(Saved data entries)
□ □ □ □ □

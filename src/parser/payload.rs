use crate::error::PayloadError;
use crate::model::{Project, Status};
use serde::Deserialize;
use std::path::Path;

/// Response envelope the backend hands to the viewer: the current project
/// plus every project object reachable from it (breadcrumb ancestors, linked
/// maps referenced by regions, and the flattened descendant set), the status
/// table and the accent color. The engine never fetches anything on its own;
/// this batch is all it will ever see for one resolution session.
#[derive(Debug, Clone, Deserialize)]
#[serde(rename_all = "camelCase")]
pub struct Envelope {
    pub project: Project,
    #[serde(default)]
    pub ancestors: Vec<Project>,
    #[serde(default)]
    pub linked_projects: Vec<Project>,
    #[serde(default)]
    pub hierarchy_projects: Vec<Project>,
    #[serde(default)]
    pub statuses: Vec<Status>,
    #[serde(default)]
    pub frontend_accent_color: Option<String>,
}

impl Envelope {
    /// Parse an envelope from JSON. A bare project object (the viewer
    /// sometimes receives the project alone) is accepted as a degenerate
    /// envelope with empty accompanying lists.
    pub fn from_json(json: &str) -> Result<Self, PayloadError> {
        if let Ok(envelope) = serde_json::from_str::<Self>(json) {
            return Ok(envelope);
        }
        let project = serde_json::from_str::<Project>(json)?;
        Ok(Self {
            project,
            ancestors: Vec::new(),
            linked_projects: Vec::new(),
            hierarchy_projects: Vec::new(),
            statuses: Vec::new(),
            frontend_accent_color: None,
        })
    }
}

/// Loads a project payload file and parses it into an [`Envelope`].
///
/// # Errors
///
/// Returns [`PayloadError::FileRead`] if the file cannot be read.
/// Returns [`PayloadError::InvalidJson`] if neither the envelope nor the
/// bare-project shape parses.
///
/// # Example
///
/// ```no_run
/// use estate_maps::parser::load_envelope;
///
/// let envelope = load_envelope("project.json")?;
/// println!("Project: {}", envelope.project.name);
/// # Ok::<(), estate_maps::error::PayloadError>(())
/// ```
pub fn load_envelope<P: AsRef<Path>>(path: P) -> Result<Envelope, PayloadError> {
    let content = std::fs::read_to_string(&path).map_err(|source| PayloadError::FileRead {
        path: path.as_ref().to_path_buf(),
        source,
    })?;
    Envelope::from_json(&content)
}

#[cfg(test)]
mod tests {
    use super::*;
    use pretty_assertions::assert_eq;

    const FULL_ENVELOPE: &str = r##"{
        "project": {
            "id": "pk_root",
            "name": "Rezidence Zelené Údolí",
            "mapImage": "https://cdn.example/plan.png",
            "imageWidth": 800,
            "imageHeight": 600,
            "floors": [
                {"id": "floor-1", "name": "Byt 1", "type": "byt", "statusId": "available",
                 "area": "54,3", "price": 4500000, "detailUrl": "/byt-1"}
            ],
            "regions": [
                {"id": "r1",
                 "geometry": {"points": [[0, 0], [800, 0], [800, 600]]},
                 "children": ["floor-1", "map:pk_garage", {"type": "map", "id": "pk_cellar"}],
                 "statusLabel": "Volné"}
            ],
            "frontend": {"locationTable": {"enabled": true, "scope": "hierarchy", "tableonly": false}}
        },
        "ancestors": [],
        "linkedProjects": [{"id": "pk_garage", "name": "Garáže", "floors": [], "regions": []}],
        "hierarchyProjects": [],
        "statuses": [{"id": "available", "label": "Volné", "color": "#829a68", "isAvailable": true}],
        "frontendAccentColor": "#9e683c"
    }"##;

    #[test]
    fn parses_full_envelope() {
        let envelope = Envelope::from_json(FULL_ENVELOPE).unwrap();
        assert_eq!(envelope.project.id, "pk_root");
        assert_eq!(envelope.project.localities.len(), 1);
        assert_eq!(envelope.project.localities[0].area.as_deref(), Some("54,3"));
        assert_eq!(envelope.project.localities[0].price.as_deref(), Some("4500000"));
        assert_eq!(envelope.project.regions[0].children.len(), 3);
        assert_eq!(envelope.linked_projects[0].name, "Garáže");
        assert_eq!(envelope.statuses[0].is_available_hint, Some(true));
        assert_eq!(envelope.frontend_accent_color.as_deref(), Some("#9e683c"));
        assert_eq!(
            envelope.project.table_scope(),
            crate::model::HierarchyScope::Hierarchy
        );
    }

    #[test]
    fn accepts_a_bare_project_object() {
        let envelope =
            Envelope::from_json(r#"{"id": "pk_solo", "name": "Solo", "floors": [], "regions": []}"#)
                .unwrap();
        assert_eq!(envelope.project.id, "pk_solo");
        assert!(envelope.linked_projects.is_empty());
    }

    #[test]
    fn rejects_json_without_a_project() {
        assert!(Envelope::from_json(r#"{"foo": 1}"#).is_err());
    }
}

□ □ □ □ □

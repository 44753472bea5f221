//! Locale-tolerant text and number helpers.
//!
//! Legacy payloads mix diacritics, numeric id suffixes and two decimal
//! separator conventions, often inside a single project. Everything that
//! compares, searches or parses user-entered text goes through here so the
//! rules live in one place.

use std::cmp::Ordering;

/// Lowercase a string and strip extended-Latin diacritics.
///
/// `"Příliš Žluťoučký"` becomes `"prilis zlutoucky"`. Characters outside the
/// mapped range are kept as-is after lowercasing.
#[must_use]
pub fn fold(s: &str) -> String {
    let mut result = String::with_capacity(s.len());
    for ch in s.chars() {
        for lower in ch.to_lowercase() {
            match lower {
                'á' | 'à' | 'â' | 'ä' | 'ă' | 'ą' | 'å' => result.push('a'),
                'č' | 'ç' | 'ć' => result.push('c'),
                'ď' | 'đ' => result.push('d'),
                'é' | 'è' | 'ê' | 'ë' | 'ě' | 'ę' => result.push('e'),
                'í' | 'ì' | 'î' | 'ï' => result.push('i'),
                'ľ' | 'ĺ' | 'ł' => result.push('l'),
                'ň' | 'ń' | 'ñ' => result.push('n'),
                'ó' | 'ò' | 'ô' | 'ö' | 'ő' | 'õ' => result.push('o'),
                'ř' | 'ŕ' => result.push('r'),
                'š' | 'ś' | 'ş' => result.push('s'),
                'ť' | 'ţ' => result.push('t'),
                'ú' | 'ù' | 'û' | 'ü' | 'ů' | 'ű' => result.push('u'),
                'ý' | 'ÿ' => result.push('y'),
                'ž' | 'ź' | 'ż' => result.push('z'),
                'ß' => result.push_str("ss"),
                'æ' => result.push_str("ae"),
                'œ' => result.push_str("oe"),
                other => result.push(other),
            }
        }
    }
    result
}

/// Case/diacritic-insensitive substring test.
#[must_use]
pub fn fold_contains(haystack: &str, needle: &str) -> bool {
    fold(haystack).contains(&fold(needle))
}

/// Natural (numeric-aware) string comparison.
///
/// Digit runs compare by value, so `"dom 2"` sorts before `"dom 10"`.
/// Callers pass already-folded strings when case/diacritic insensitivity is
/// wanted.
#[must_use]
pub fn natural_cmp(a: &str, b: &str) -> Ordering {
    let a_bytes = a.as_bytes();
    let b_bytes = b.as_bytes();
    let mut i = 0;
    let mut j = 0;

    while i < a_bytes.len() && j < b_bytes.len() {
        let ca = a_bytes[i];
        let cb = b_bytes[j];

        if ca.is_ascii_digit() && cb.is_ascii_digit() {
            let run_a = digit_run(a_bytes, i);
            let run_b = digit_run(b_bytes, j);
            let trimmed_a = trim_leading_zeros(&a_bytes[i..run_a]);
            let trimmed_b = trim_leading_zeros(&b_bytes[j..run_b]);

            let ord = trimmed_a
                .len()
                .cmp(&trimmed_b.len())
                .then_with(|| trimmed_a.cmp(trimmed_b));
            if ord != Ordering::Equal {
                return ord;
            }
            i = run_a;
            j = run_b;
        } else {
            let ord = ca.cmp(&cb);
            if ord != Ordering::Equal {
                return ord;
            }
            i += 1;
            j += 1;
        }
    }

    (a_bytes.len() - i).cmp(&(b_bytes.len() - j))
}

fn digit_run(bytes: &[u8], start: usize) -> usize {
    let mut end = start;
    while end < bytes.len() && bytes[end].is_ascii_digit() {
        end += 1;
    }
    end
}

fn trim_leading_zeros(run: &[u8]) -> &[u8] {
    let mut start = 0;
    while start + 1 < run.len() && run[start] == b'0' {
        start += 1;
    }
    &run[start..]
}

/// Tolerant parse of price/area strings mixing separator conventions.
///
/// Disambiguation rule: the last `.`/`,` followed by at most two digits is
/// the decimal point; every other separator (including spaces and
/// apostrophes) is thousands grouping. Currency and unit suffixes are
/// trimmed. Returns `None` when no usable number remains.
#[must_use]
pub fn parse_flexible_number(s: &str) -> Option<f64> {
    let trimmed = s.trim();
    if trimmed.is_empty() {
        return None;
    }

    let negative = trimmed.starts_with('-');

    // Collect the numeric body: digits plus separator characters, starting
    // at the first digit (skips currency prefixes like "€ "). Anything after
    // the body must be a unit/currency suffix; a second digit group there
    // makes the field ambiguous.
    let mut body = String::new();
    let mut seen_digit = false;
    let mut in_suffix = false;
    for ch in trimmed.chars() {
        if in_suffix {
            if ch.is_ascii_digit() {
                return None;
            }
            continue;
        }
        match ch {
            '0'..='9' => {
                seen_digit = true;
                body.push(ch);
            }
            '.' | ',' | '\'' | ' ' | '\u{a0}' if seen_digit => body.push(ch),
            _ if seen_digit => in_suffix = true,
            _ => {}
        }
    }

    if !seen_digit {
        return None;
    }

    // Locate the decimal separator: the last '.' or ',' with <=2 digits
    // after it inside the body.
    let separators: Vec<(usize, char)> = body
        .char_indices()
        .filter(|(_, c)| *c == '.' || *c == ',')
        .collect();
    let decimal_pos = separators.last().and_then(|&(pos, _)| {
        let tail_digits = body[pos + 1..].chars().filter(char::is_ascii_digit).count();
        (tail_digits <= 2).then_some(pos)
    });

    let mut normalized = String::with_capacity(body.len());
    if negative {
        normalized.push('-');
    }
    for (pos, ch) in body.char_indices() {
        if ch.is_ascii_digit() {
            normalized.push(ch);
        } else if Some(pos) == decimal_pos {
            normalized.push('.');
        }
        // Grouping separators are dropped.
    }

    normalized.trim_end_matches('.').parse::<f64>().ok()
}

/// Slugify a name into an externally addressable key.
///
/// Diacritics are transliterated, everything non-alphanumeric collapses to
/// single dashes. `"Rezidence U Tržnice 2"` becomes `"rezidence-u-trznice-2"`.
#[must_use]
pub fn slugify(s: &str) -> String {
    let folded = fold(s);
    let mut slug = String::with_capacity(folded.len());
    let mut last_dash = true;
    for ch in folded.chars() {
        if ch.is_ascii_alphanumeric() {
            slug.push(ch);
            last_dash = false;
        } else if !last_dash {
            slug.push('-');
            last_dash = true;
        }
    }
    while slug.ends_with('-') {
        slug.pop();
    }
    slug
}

□ □ □ □ □

**DIRECTIONS FOR THIS TASK:**
Give the exact lines, and only those, from the line containing "filename src/parser/payload.rs" through the line containing "pub fn load_envelope<P: AsRef<Path>>(path: P)" in the entries above.

**REPLY:**
filename src/parser/payload.rs
use crate::error::PayloadError;
use crate::model::{Project, Status};
use serde::Deserialize;
use std::path::Path;

/// Response envelope the backend hands to the viewer: the current project
/// plus every project object reachable from it (breadcrumb ancestors, linked
/// maps referenced by regions, and the flattened descendant set), the status
/// table and the accent color. The engine never fetches anything on its own;
/// this batch is all it will ever see for one resolution session.
#[derive(Debug, Clone, Deserialize)]
#[serde(rename_all = "camelCase")]
pub struct Envelope {
    pub project: Project,
    #[serde(default)]
    pub ancestors: Vec<Project>,
    #[serde(default)]
    pub linked_projects: Vec<Project>,
    #[serde(default)]
    pub hierarchy_projects: Vec<Project>,
    #[serde(default)]
    pub statuses: Vec<Status>,
    #[serde(default)]
    pub frontend_accent_color: Option<String>,
}

impl Envelope {
    /// Parse an envelope from JSON. A bare project object (the viewer
    /// sometimes receives the project alone) is accepted as a degenerate
    /// envelope with empty accompanying lists.
    pub fn from_json(json: &str) -> Result<Self, PayloadError> {
        if let Ok(envelope) = serde_json::from_str::<Self>(json) {
            return Ok(envelope);
        }
        let project = serde_json::from_str::<Project>(json)?;
        Ok(Self {
            project,
            ancestors: Vec::new(),
            linked_projects: Vec::new(),
            hierarchy_projects: Vec::new(),
            statuses: Vec::new(),
            frontend_accent_color: None,
        })
    }
}

/// Loads a project payload file and parses it into an [`Envelope`].
///
/// # Errors
///
/// Returns [`PayloadError::FileRead`] if the file cannot be read.
/// Returns [`PayloadError::InvalidJson`] if neither the envelope nor the
/// bare-project shape parses.
///
/// # Example
///
/// ```no_run
/// use estate_maps::parser::load_envelope;
///
/// let envelope = load_envelope("project.json")?;
/// println!("Project: {}", envelope.project.name);
/// # Ok::<(), estate_maps::error::PayloadError>(())
/// ```
pub fn load_envelope<P: AsRef<Path>>(path: P) -> Result<Envelope, PayloadError> {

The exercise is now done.